Stored data
::::::
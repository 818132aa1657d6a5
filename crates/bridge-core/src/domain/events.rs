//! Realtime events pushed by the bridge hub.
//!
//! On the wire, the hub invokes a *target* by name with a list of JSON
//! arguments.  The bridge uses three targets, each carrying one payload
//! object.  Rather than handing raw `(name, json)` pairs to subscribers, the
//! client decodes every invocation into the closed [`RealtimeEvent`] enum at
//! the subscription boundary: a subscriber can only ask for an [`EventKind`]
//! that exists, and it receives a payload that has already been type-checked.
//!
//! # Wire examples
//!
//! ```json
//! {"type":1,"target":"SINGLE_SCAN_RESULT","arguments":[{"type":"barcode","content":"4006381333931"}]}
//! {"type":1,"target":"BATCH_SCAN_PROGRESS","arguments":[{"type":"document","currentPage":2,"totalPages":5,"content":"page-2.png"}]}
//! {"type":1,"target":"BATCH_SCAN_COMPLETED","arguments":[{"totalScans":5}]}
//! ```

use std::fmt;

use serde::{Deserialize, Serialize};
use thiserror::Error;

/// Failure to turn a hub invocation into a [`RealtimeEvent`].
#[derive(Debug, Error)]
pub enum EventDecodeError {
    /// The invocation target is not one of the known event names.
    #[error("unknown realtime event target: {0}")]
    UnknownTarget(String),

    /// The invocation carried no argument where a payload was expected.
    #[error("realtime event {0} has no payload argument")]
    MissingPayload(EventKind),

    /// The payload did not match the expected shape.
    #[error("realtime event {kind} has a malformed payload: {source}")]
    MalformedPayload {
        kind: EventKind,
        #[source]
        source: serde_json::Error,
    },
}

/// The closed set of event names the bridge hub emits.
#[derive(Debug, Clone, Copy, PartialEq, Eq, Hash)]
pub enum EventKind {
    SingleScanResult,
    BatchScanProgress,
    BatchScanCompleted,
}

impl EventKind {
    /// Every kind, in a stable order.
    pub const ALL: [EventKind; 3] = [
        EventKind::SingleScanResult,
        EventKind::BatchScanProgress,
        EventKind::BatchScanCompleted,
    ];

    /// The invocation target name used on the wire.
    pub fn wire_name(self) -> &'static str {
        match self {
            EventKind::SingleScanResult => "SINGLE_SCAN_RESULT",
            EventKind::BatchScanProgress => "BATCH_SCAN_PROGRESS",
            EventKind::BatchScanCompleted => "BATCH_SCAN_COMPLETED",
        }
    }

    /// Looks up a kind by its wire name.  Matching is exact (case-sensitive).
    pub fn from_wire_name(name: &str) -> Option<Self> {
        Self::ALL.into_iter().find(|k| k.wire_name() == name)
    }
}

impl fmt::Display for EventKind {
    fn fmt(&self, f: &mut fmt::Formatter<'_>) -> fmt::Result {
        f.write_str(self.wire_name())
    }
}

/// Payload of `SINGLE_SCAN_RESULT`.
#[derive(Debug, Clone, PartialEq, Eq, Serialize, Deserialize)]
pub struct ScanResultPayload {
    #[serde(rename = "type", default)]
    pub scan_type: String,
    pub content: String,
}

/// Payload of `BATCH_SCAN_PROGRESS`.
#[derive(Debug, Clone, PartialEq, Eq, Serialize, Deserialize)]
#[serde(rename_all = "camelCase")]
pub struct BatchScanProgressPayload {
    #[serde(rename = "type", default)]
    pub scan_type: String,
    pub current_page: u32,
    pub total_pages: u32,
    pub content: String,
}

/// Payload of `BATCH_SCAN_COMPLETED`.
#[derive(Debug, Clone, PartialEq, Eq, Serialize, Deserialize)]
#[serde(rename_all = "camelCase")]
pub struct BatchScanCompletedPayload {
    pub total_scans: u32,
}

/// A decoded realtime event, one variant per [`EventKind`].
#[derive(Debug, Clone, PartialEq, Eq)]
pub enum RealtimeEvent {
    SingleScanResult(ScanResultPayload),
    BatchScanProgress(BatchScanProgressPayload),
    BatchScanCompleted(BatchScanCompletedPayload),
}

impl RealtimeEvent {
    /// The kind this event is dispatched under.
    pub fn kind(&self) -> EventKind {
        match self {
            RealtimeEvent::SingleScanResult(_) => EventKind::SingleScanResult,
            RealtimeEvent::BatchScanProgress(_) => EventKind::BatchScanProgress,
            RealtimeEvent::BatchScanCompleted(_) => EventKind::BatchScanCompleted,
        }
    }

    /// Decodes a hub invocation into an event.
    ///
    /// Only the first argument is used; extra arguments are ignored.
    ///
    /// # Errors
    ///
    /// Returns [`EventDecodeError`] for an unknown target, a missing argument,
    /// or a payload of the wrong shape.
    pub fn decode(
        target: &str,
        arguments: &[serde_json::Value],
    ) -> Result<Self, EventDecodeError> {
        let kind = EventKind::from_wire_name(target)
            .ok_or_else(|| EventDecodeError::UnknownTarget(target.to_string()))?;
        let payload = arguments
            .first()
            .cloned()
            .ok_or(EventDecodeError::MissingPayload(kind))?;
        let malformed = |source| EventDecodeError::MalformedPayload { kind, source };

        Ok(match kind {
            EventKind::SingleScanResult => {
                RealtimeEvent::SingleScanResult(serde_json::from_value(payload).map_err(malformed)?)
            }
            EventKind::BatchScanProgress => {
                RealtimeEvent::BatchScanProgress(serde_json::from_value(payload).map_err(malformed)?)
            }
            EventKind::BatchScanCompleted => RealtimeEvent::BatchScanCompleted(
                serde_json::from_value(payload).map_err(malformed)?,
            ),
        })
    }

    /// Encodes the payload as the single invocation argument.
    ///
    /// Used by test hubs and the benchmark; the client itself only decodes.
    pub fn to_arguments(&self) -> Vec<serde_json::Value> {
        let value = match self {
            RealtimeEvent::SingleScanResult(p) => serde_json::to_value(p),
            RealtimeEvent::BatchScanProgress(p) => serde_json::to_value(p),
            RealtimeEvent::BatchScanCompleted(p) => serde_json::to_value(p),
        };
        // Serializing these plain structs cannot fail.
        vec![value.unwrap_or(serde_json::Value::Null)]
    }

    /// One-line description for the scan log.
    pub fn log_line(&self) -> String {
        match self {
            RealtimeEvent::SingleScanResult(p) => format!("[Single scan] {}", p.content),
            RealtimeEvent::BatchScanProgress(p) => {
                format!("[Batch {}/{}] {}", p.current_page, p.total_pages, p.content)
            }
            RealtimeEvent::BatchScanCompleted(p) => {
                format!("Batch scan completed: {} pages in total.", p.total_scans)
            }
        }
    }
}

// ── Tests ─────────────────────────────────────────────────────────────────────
::::::
• **Try it**: From the records above, determine how many lines hold "events" and give only that number.

• **Response to this task**: 2